Вместо этого в Озирии проводятся научные турниры.
«Что, где, когда», «Брейн ринг», «Своя игра» – подобного рода викторин в Озирии предостаточно. Но на них Эйхгорну по очевидным причинам мало что светило. Конечно, логические задачки или вопросы на общемировые темы он щелкал бы, как орешки, но в местных истории, географии, биологии и тому подобном по-прежнему сильно плавал.
Поэтому Эйхгорн решил начать с царицы всех наук – математики. В Озирии ее почитали чрезвычайно. Однако развита она при этом была хуже, чем на Земле – озирцы все еще топтались в элементарной математике, не намного опережая античных ученых. Создавалось впечатление, что они особо и не стремятся развиваться, предпочитая бесконечно пережевывать то, что уже известно.
Одобрения это у Эйхгорна не вызывало ни малейшего. Однако ему самому это давало огромное преимущество – ведь за его спиной стояли Виет и Непер, Декарт и Ферма, Ньютон и Лейбниц, Эйлер и Лагранж, Гаусс и Кантор. Он владел такими методами, о которых здесь и не подозревали.
Эйхгорн начал с того, что попытал счастья на математическом турнире.

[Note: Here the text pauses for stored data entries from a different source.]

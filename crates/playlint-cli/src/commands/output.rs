//! Shared output formatting for lint results.

use anyhow::Result;
use playlint_core::{DiagnosticReport, LintResult, Severity};
use std::collections::HashMap;
use std::path::{Path, PathBuf};

use crate::OutputFormat;

/// Print lint results in the specified format.
pub fn print(result: &LintResult, format: OutputFormat, root: &Path) -> Result<()> {
    match format {
        OutputFormat::Text => print_text(result),
        OutputFormat::Json => return print_json(result),
        OutputFormat::Compact => print_compact(result),
        OutputFormat::Pretty => print_pretty(result, root),
    }
    Ok(())
}

const RED: &str = "\x1b[31m";
const YELLOW: &str = "\x1b[33m";
const BLUE: &str = "\x1b[34m";
const GREEN: &str = "\x1b[32m";
const BOLD: &str = "\x1b[1m";
const RESET: &str = "\x1b[0m";

fn color(severity: Severity) -> &'static str {
    match severity {
        Severity::Error => RED,
        Severity::Warning => YELLOW,
        Severity::Info => BLUE,
    }
}

/// Diagnostics grouped under one header per file.
fn print_text(result: &LintResult) {
    let mut current: Option<&Path> = None;
    for diagnostic in &result.diagnostics {
        let file = diagnostic.location.file.as_path();
        if current != Some(file) {
            if current.is_some() {
                println!();
            }
            println!("{BOLD}{}{RESET}", file.display());
            current = Some(file);
        }
        println!(
            "  {:>4}:{:<3} {}{}{RESET} [{}] {}",
            diagnostic.location.line,
            diagnostic.location.column,
            color(diagnostic.severity),
            diagnostic.severity,
            diagnostic.tag(),
            diagnostic.message,
        );
    }
    if current.is_some() {
        println!();
    }

    let (errors, warnings, infos) = result.count_by_severity();
    let summary = if errors > 0 {
        RED
    } else if warnings > 0 {
        YELLOW
    } else {
        GREEN
    };
    println!(
        "{summary}Found {errors} error(s), {warnings} warning(s), {infos} info(s) in {} file(s){RESET}",
        result.files_checked
    );
    if result.cancelled {
        println!("Run was cancelled; results are partial.");
    }
}

fn print_json(result: &LintResult) -> Result<()> {
    let json = serde_json::to_string_pretty(result)?;
    println!("{json}");
    Ok(())
}

fn print_compact(result: &LintResult) {
    for diagnostic in &result.diagnostics {
        println!("{diagnostic}");
    }
}

fn print_pretty(result: &LintResult, root: &Path) {
    let mut sources: HashMap<&PathBuf, String> = HashMap::new();
    for diagnostic in &result.diagnostics {
        let file = &diagnostic.location.file;
        let text = sources.entry(file).or_insert_with(|| {
            std::fs::read_to_string(root.join(file)).unwrap_or_default()
        });
        let report = miette::Report::new(DiagnosticReport::new(diagnostic, text));
        println!("{report:?}");
    }
    let (errors, warnings, infos) = result.count_by_severity();
    println!(
        "Found {errors} error(s), {warnings} warning(s), {infos} info(s) in {} file(s)",
        result.files_checked
    );
}
//! Context types for rule execution.

use std::ops::Range;
use std::path::{Component, Path};

use crate::document::SourceDocument;
use crate::node::{Attribute, Forest, Node, NodeId};

/// Context provided to line rules.
#[derive(Debug, Clone)]
pub struct LineContext<'a> {
    /// Document the line belongs to.
    pub document: &'a SourceDocument,
    /// Line number (1-indexed).
    pub line: usize,
    /// Line text without its terminator.
    pub text: &'a str,
    /// Byte range of the line in the document.
    pub range: Range<usize>,
}

impl<'a> LineContext<'a> {
    /// Creates a context for `line` of `document`.
    #[must_use]
    pub fn new(document: &'a SourceDocument, line: usize) -> Self {
        let range = document.line_range(line);
        Self {
            document,
            line,
            text: &document.text()[range.clone()],
            range,
        }
    }

    /// Returns true if this is the last line of the document.
    #[must_use]
    pub fn is_last(&self) -> bool {
        self.line == self.document.line_count()
    }
}

/// Context provided to node rules.
#[derive(Debug, Clone, Copy)]
pub struct NodeContext<'a> {
    /// Resolved tree the node lives in.
    pub forest: &'a Forest,
    /// The node being checked.
    pub id: NodeId,
    /// Document the node was written in.
    pub document: &'a SourceDocument,
}

impl<'a> NodeContext<'a> {
    /// The node being checked.
    #[must_use]
    pub fn node(&self) -> &'a Node {
        self.forest.node(self.id)
    }

    /// Looks up an attribute of the node.
    #[must_use]
    pub fn attr(&self, key: &str) -> Option<&'a Attribute> {
        self.node().attr(key)
    }

    /// Parent of the node.
    #[must_use]
    pub fn parent(&self) -> Option<&'a Node> {
        self.forest.parent(self.id)
    }

    /// Ancestors of the node, nearest first.
    pub fn ancestors(&self) -> impl Iterator<Item = &'a Node> + 'a {
        self.forest.ancestors(self.id)
    }

    /// Children of the node.
    pub fn children(&self) -> impl Iterator<Item = &'a Node> + 'a {
        self.forest.children(self.id)
    }

    /// Source text of a range in the node's document.
    #[must_use]
    pub fn source(&self, range: Range<usize>) -> &'a str {
        self.document.text().get(range).unwrap_or("")
    }

    /// Returns true if the node's document lives under a `roles/` directory.
    #[must_use]
    pub fn in_role(&self) -> bool {
        is_role_path(self.document.path())
    }
}

/// Context provided to document rules.
#[derive(Debug, Clone, Copy)]
pub struct DocumentContext<'a> {
    /// The document.
    pub document: &'a SourceDocument,
    /// Document-local tree, absent when the document failed to parse.
    pub tree: Option<&'a Forest>,
}

impl<'a> DocumentContext<'a> {
    /// Creates a context for `document`.
    #[must_use]
    pub fn new(document: &'a SourceDocument) -> Self {
        Self {
            document,
            tree: document.tree(),
        }
    }

    /// Raw text of the document.
    #[must_use]
    pub fn text(&self) -> &'a str {
        self.document.text()
    }
}

fn is_role_path(path: &Path) -> bool {
    path.components()
        .any(|c| matches!(c, Component::Normal(s) if s == "roles"))
}
impl IgnoreFile {
    /// Parses ignore file text.
    #[must_use]
    pub fn parse(path: PathBuf, text: &str) -> Self {
        let mut file = Self {
            path,
            ..Self::default()
        };
        let mut offset = 0;
        for (idx, raw) in text.split('\n').enumerate() {
            let line = idx + 1;
            let line_offset = offset;
            offset += raw.len() + 1;
            let content = raw.split('#').next().unwrap_or("").trim();
            if content.is_empty() {
                continue;
            }
            let mut parts = content.split_whitespace();
            let Some(doc_path) = parts.next() else {
                continue;
            };
            let tokens: Vec<&str> = parts.collect();
            let reason = if tokens.is_empty() {
                Some(format!("ignore entry for '{doc_path}' names no rule"))
            } else {
                tokens
                    .iter()
                    .find(|t| Target::parse(t).is_none())
                    .map(|t| format!("invalid rule name '{t}' in ignore entry"))
            };
            if let Some(reason) = reason {
                file.malformed.push(MalformedDirective {
                    line,
                    column: 1,
                    offset: line_offset,
                    length: raw.trim_end().len(),
                    reason,
                });
                continue;
            }
            file.entries.push(IgnoreEntry {
                path: normalize(Path::new(doc_path)),
                targets: tokens.iter().filter_map(|t| Target::parse(t)).collect(),
                line,
            });
        }
        file
    }

    /// Reads the ignore file at `path`. A missing file yields `None`.
    ///
    /// # Errors
    ///
    /// Returns an error if the file exists but cannot be read.
    pub fn load(path: &Path, relative: PathBuf) -> std::io::Result<Option<Self>> {
        match std::fs::read_to_string(path) {
            Ok(text) => Ok(Some(Self::parse(relative, &text))),
            Err(e) if e.kind() == std::io::ErrorKind::NotFound => Ok(None),
            Err(e) => Err(e),
        }
    }
}

fn normalize(path: &Path) -> PathBuf {
    path.strip_prefix("./").unwrap_or(path).to_path_buf()
}

/// Outcome of resolving suppression for one candidate.
#[derive(Debug, Clone, Copy, PartialEq, Eq)]
pub enum Verdict {
    /// Report as is.
    Keep,
    /// Report, demoted to a warning.
    Demote,
    /// Drop.
    Suppressed(Origin),
}

/// Applies inline directives, the ignore file and config lists to candidates.
#[derive(Debug)]
pub struct SuppressionResolver<'a> {
    rules: &'a RuleSet,
    ignore: Option<&'a IgnoreFile>,
    skip: Vec<Target>,
    warn: Vec<Target>,
}

impl<'a> SuppressionResolver<'a> {
    /// Creates a resolver from the run configuration.
    #[must_use]
    pub fn new(rules: &'a RuleSet, config: &Config, ignore: Option<&'a IgnoreFile>) -> Self {
        Self {
            rules,
            ignore,
            skip: config_targets(&config.skip_list, "skip_list"),
            warn: config_targets(&config.warn_list, "warn_list"),
        }
    }

    /// Decides what happens to `candidate`. `document` is the document the
    /// candidate's location points into.
    #[must_use]
    pub fn verdict(&self, candidate: &MatchCandidate, document: Option<&SourceDocument>) -> Verdict {
        let rule_id = candidate.rule_id.as_str();
        let sub_tag = candidate.sub_tag.as_deref();
        let suppressible = self
            .rules
            .lookup_by_id(rule_id)
            .map_or(true, |e| e.descriptor().suppressible);
        if !suppressible {
            return Verdict::Keep;
        }
        let selects = |targets: &[Target]| targets.iter().any(|t| t.selects(self.rules, rule_id, sub_tag));

        if let Some(doc) = document {
            let inline = doc.directives().iter().any(|d| {
                let in_scope = match &d.scope {
                    Scope::Line(line) => candidate.location.line == *line,
                    Scope::NodeSubtree(path) => {
                        candidate.location.line == d.line
                            || candidate.node.as_ref().is_some_and(|n| path.contains(n))
                    }
                    Scope::File(_) | Scope::Run => true,
                };
                in_scope && selects(&d.targets)
            });
            if inline {
                return Verdict::Suppressed(Origin::Inline);
            }
        }

        if let Some(ignore) = self.ignore {
            let file = normalize(&candidate.location.file);
            if ignore
                .entries
                .iter()
                .any(|e| e.path == file && selects(&e.targets))
            {
                return Verdict::Suppressed(Origin::IgnoreFile);
            }
        }

        if selects(&self.skip) {
            return Verdict::Suppressed(Origin::Config);
        }
        if selects(&self.warn) {
            return Verdict::Demote;
        }
        Verdict::Keep
    }

    /// Returns true if every candidate of `rule_id` is dropped by `skip_list`.
    #[must_use]
    pub fn skips_rule(&self, rule_id: &str) -> bool {
        self.skip.iter().any(|t| match t {
            Target::Wildcard => true,
            Target::Name(name) => {
                split_sub_tag(name).1.is_none() && self.rules.selects(name, rule_id, None)
            }
        })
    }

    /// Findings about the directives themselves: malformed comments, unknown
    /// rule names and bad ignore file lines.
    #[must_use]
    pub fn syntax_candidates(&self, documents: &DocumentRegistry) -> Vec<MatchCandidate> {
        let mut out = Vec::new();
        for doc in documents.documents() {
            for bad in doc.malformed_directives() {
                out.push(syntax_candidate(
                    Location::new(doc.relative_path().to_path_buf(), bad.line, bad.column)
                        .with_span(bad.offset, bad.length),
                    Some(doc.id()),
                    bad.reason.clone(),
                ));
            }
            for directive in doc.directives() {
                for target in &directive.targets {
                    if let Some(name) = target.unknown_name(self.rules) {
                        out.push(syntax_candidate(
                            doc.line_location(directive.line),
                            Some(doc.id()),
                            format!("unknown rule '{name}' in noqa directive"),
                        ));
                    }
                }
            }
        }

        if let Some(ignore) = self.ignore {
            for bad in &ignore.malformed {
                out.push(syntax_candidate(
                    Location::new(ignore.path.clone(), bad.line, bad.column)
                        .with_span(bad.offset, bad.length),
                    None,
                    bad.reason.clone(),
                ));
            }
            for entry in &ignore.entries {
                for target in &entry.targets {
                    if let Some(name) = target.unknown_name(self.rules) {
                        out.push(syntax_candidate(
                            Location::new(ignore.path.clone(), entry.line, 1),
                            None,
                            format!("unknown rule '{name}' in ignore entry"),
                        ));
                    }
                }
            }
        }
        out
    }
}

Он каждую луну проводился в одном из крупнейших одеонов Гнозиата – Дворце Чисел. Любой желающий мог зарегистрироваться, внести вступительный взнос и в случае выигрыша получить солидный приз.
В назначенный день Эйхгорн явился на отборочные соревнования – и был поражен, увидев масштабы этого шоу. Алатус по-прежнему закрывал небо, вокруг царила кромешная мгла, но одеон пылал, как новогодняя елка. Сотни факелов и волшебных светильников ярко освещали сцену, а вот трибуны тонули во мраке – но все равно было заметно, как много на них зрителей. Тысячи людей теснились на каменных ступенях, с нетерпением ожидая… не представления, не гладиаторских боев, а соревнований по устному счету!
Хотя не только устному. На сцене стояли шесть грифельных досок, между ними – ширмы, чтобы не возникало соблазна подглядеть. Распорядитель зачитывал обычный арифметический пример, и все бросались его решать. Решивший тут же произносил ответ вслух, и если тот был верным, ему присуждалось очко.
На трибунах царила полная тишина. Никто не пытался подсказывать – за малейший звук здесь выводят из зала и вроде бы даже как-то наказывают. Отвлекать размышляющего в Озирии считается крайне невежливым.
Поначалу примеры шли легчайшие, и участники выкрикивали ответы мгновенно, чуть ли не хором. Каким образом распорядитель определял среди них первого, сложно сказать, но каким-то образом все же определял.
Постепенно примеры все усложнялись. От двухзначных чисел перешли к трехзначным, потом и к четырехзначным. Вслед за своими соперниками Эйхгорн был вынужден перейти к вычислениям на доске. Он все же не был человеком-счетчиком, и настолько большие числа перемножать в уме не мог.